According to a Defense Department report, African-Americans in the armed forces earn an average of $32,000 per year, compared with the average African-American salary in the private sector of $27,900. What’s more, the military is a strong supporter of affirmative action and has even offered a legal brief to the Supreme Court in its latest deliberation on the matter.

And yet despite African-Americans’ disproportionate presence in the military (or perhaps because of it), the black community is not gung ho for military action. “It has to do with black folks’ tradition of opposition to war,” explains Ronald Walters, a professor of political science at the University of Maryland. “We join the services and take part in war, but we often are opposed to it for moral reasons.”

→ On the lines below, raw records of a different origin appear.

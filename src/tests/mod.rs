pub mod test_helpers;
mod test_partition;
mod test_storage;

use std::sync::Once;

static INIT: Once = Once::new();

pub fn init() {
    INIT.call_once(|| {
        // Read RUST_LOG env variable, default to "debug" if not set
        let env = env_logger::Env::default().default_filter_or("debug");

        // don't panic if called multiple times across binaries
        let _ = env_logger::Builder::from_env(env)
            .is_test(true)
            .try_init();
    });
}
//! # corrgraph
//!
//! Out-of-core k-nearest-neighbour graph over Pearson correlation.
//!
//! The `N × N` correlation grid of a dataset too large for memory is cut into
//! row batches. One aggregator unit and one worker per batch cooperate:
//!
//! 1. the aggregator partitions the catalog ([`partition`]) and broadcasts
//!    the plan,
//! 2. each worker correlates its batch with itself and reports per-sample
//!    statistics ([`worker`]),
//! 3. the aggregator concatenates and re-broadcasts the statistics
//!    ([`aggregator`]),
//! 4. each worker scans the other batches bin by bin, keeping a running
//!    top-k per sample, and persists a distance patch,
//! 5. the aggregator assembles the patches into a sparse adjacency matrix.
//!
//! Units talk through [`collective`] (in-process or TCP); samples come from a
//! [`source::DataSource`] (Parquet files or memory).
//!
//! ```ignore
//! use std::sync::Arc;
//! use corrgraph::{config::JobConfig, coordinator::run_local};
//! use corrgraph::source::Manifest;
//! use corrgraph::storage::parquet::ParquetSource;
//!
//! let manifest = Manifest::from_file("runs.manifest")?;
//! let source = Arc::new(ParquetSource::open(&manifest)?);
//! let config = JobConfig::new()
//!     .with_batches(4, 2)
//!     .with_neighbors(10)
//!     .with_output_dir("./out");
//! let graph = run_local(&config, source)?;
//! ```

pub mod aggregator;
pub mod collective;
pub mod config;
pub mod coordinator;
pub mod errors;
pub mod partition;
pub mod source;
pub mod storage;
pub mod worker;

#[cfg(test)]
mod tests;
use std::path::Path;

use approx::assert_relative_eq;
use corrgraph_core::topk::{Neighbor, TopKRow};
use smartcore::linalg::basic::arrays::Array;
use sprs::TriMat;
use tempfile::TempDir;

use crate::config::JobConfig;
use crate::source::{DataSource, Manifest, ManifestEntry, ReadSpec, matrix_rows};
use crate::storage::parquet::*;
use crate::tests::init;
use crate::tests::test_helpers::{random_samples, to_matrix};
use crate::worker::DistancePatch;

fn write_two_datasets(path: &Path) -> (Vec<Vec<f64>>, Vec<Vec<f64>>) {
    let beta = random_samples(1, 5, 6);
    let alpha = random_samples(2, 3, 6);
    // stored beta first so the default order has to sort
    write_source_file(
        path,
        &[("beta", &to_matrix(&beta)), ("alpha", &to_matrix(&alpha))],
        Some([2, 3].as_slice()),
    )
    .unwrap();
    (alpha, beta)
}

#[test]
fn test_source_file_inspect() {
    init();
    let dir = TempDir::new().unwrap();
    let path = dir.path().join("run.parquet");
    write_two_datasets(&path);

    let datasets = inspect_source_file(&path).unwrap();
    assert_eq!(datasets.len(), 2);
    assert_eq!(datasets[0].0.name, "beta");
    assert_eq!(datasets[0].0.n_samples, 5);
    assert_eq!(datasets[0].1, 0);
    assert_eq!(datasets[1].0.name, "alpha");
    assert_eq!(datasets[1].0.n_samples, 3);
    assert_eq!(datasets[1].1, 5);
    assert_eq!(datasets[1].0.shape, vec![2, 3]);
    assert_eq!(datasets[1].0.feature_dim(), 6);
}

#[test]
fn test_source_file_default_shape_is_flat() {
    init();
    let dir = TempDir::new().unwrap();
    let path = dir.path().join("flat.parquet");
    write_source_file(&path, &[("only", &to_matrix(&random_samples(3, 4, 7)))], None).unwrap();

    let datasets = inspect_source_file(&path).unwrap();
    assert_eq!(datasets[0].0.shape, vec![7]);
}

#[test]
fn test_source_file_rejects_bad_shape() {
    init();
    let dir = TempDir::new().unwrap();
    let path = dir.path().join("bad.parquet");
    write_source_file(&path, &[("a", &to_matrix(&random_samples(3, 4, 6)))], Some([4, 2].as_slice()))
        .unwrap();
    assert!(inspect_source_file(&path).is_err());

    let mixed = write_source_file(
        dir.path().join("mixed.parquet"),
        &[
            ("a", &to_matrix(&random_samples(3, 4, 6))),
            ("b", &to_matrix(&random_samples(4, 4, 5))),
        ],
        None,
    );
    assert!(mixed.is_err());
}

#[test]
fn test_parquet_source_default_order_and_reads() {
    init();
    let dir = TempDir::new().unwrap();
    let path = dir.path().join("run.parquet");
    let (alpha, beta) = write_two_datasets(&path);

    let source = ParquetSource::open(&Manifest::from_paths(&[&path])).unwrap();
    let catalog = source.catalog();
    let names: Vec<&str> = catalog.files[0]
        .datasets
        .iter()
        .map(|d| d.name.as_str())
        .collect();
    assert_eq!(names, vec!["alpha", "beta"]);
    assert_eq!(source.total_samples(), 8);
    assert_eq!(source.feature_shape(), vec![2, 3]);

    // alpha is dataset 0 in catalog order, stored after beta
    let read = source
        .read(&ReadSpec {
            file: 0,
            dataset: 0,
            range: 1..3,
        })
        .unwrap();
    assert_eq!(read.shape(), (2, 6));
    assert_eq!(matrix_rows(&read), alpha[1..3].to_vec());

    let read = source
        .read(&ReadSpec {
            file: 0,
            dataset: 1,
            range: 0..5,
        })
        .unwrap();
    assert_eq!(matrix_rows(&read), beta);

    assert!(
        source
            .read(&ReadSpec {
                file: 0,
                dataset: 0,
                range: 2..4,
            })
            .is_err()
    );
}

#[test]
fn test_parquet_source_dataset_selection() {
    init();
    let dir = TempDir::new().unwrap();
    let path = dir.path().join("run.parquet");
    write_two_datasets(&path);

    let manifest = Manifest::parse(&format!("File:{}\nDataset:beta\n", path.display())).unwrap();
    let source = ParquetSource::open(&manifest).unwrap();
    assert_eq!(source.catalog().files[0].datasets.len(), 1);
    assert_eq!(source.total_samples(), 5);

    let manifest = Manifest::parse(&format!("File:{}\nDataset:gamma\n", path.display())).unwrap();
    let err = ParquetSource::open(&manifest).unwrap_err();
    assert!(err.is_configuration(), "{}", err);
}

#[test]
fn test_parquet_source_missing_file() {
    init();
    let dir = TempDir::new().unwrap();
    let manifest = Manifest::from_paths(&[dir.path().join("nope.parquet")]);
    let err = ParquetSource::open(&manifest).unwrap_err();
    assert!(err.is_configuration(), "{}", err);
}

#[test]
fn test_manifest_parsing() {
    init();
    let text = "\
File:/data/a.parquet
  Dataset: one
Dataset:two

File: /data/b.parquet
# comment lines are ignored
";
    let manifest = Manifest::parse(text).unwrap();
    assert_eq!(
        manifest.entries,
        vec![
            ManifestEntry {
                path: "/data/a.parquet".into(),
                datasets: Some(vec!["one".to_string(), "two".to_string()]),
            },
            ManifestEntry {
                path: "/data/b.parquet".into(),
                datasets: None,
            },
        ]
    );

    assert!(Manifest::parse("Dataset:orphan\nFile:/x.parquet\n").is_err());
}

#[test]
fn test_manifest_from_file() {
    init();
    let dir = TempDir::new().unwrap();
    let path = dir.path().join("runs.manifest");
    std::fs::write(&path, "File:/data/a.parquet\n").unwrap();
    let manifest = Manifest::from_file(&path).unwrap();
    assert_eq!(manifest.entries.len(), 1);
    assert!(Manifest::from_file(dir.path().join("missing.manifest")).is_err());
}

#[test]
fn test_vector_round_trip() {
    init();
    let dir = TempDir::new().unwrap();
    let values = vec![0.25, -1.5, 3.0e-12, 7.0];
    save_vector(&values, dir.path(), MEAN_ALL).unwrap();

    let loaded = load_vector(dir.path().join(format!("{}.parquet", MEAN_ALL))).unwrap();
    assert_eq!(loaded, values);
    assert!(matches!(
        load_vector(dir.path().join("absent.parquet")),
        Err(crate::storage::StorageError::Missing(_))
    ));
}

#[test]
fn test_distance_patch_round_trip() {
    init();
    let dir = TempDir::new().unwrap();
    let patch = DistancePatch {
        batch: 2,
        global_start: 10,
        rows: vec![
            TopKRow::from_entries(vec![Neighbor::new(3, 0.9), Neighbor::new(15, 0.1)]),
            TopKRow::from_entries(vec![Neighbor::new(0, 0.4), Neighbor::new(10, -0.3)]),
        ],
    };

    let path = save_distance_patch(&patch, dir.path()).unwrap();
    assert_eq!(path, distance_patch_path(dir.path(), 2));
    assert!(path.ends_with("distances/distance_batch_2.parquet"));

    let loaded = load_distance_patch(&path).unwrap();
    assert_eq!(loaded, patch);
    assert_eq!(loaded.k(), 2);
}

#[test]
fn test_sparse_matrix_and_metadata() {
    init();
    let dir = TempDir::new().unwrap();
    let mut trimat = TriMat::new((4, 4));
    trimat.add_triplet(0, 1, 0.5);
    trimat.add_triplet(1, 0, 0.5);
    trimat.add_triplet(2, 3, -0.25);
    trimat.add_triplet(3, 0, 1.0);
    let matrix = trimat.to_csr();

    let config = JobConfig::new().with_batches(2, 1).with_neighbors(1);
    save_sparse_matrix(
        &matrix,
        dir.path(),
        CORRELATION_MATRIX,
        Some(config.config_typed()),
    )
    .unwrap();

    let loaded =
        load_sparse_matrix(dir.path().join(format!("{}.parquet", CORRELATION_MATRIX))).unwrap();
    assert_eq!(loaded.shape(), (4, 4));
    assert_eq!(loaded.nnz(), 4);
    assert_relative_eq!(*loaded.get(2, 3).unwrap(), -0.25);

    let metadata = load_metadata(dir.path(), CORRELATION_MATRIX).unwrap();
    assert_eq!(metadata.name_id, CORRELATION_MATRIX);
    assert_eq!((metadata.n_rows, metadata.n_cols), (4, 4));
    assert_eq!(metadata.neighbors(), Some(1));
    let info = &metadata.files["matrix"];
    assert_eq!(info.file_type, "sparse");
    assert_eq!(info.nnz, Some(4));
}

#[test]
fn test_sparse_matrix_rejects_out_of_range_entries() {
    use std::sync::Arc;

    use arrow::array::{Float64Array, RecordBatch, StringArray, UInt64Array};
    use arrow::datatypes::{DataType, Field, Schema};

    init();
    let dir = TempDir::new().unwrap();
    let schema = Arc::new(Schema::new(vec![
        Field::new("name_id", DataType::Utf8, false),
        Field::new("n_rows", DataType::UInt64, false),
        Field::new("n_cols", DataType::UInt64, false),
        Field::new("nnz", DataType::UInt64, false),
        Field::new("row", DataType::UInt64, false),
        Field::new("col", DataType::UInt64, false),
        Field::new("value", DataType::Float64, false),
    ]));
    // second entry points past a 2 x 2 matrix
    let batch = RecordBatch::try_new(
        schema.clone(),
        vec![
            Arc::new(StringArray::from(vec![CORRELATION_MATRIX; 2])),
            Arc::new(UInt64Array::from(vec![2u64; 2])),
            Arc::new(UInt64Array::from(vec![2u64; 2])),
            Arc::new(UInt64Array::from(vec![2u64; 2])),
            Arc::new(UInt64Array::from(vec![0u64, 5])),
            Arc::new(UInt64Array::from(vec![1u64, 0])),
            Arc::new(Float64Array::from(vec![0.5, 0.25])),
        ],
    )
    .unwrap();
    let path = dir.path().join("damaged.parquet");
    write_record_batch(&path, schema, &batch, None).unwrap();

    assert!(matches!(
        load_sparse_matrix(&path),
        Err(crate::storage::StorageError::Invalid(_))
    ));
}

African-American views on the Iraq conflict confirm that tradition. “All the way through the debate on the war, blacks have been less supportive,” Carroll Doherty, of the Washington-based Pew Research Center, told Newsday. “It’s such an interesting finding, and I think a lot of people put their own interpretation on it.”

The tradition of war opposition is amplified by African-Americans’ antipathy for President George W. Bush and the right-wing regime he fronts; they don’t trust an administration that has turned its back on some of the black community’s most essential issues. African-Americans routinely are told that the government has insufficient funds to improve their relatively dismal state of housing, health care and education, yet it seems to easily find the funds to conduct an illegal invasion of Iraq and the subsequent reconstruction.

This is an historical pattern of duplicity that is familiar to African-Americans. From the early days of the republic, when a Constitution extolling freedom tolerated slavery, blacks have learned to be suspicious of American leadership. Those suspicions have been vindicated through centuries of brutal and dismissive treatment from white leadership.

Bush has a particularly heavy onus to overcome because of the fiasco of the 2000 elections. While most Americans may have put Bush’s dubious ascension behind them, many African-Americans still view him as an illegitimate president. Although the events of September 11, 2001 have somewhat softened African-Americans’ negative views of Bush, the president remains widely unpopular in the black community. “This is George Bush’s war, and African-Americans neither trust nor like George Bush,” says David Bositis, senior political analyst at the Joint Center for Political and Economic Studies.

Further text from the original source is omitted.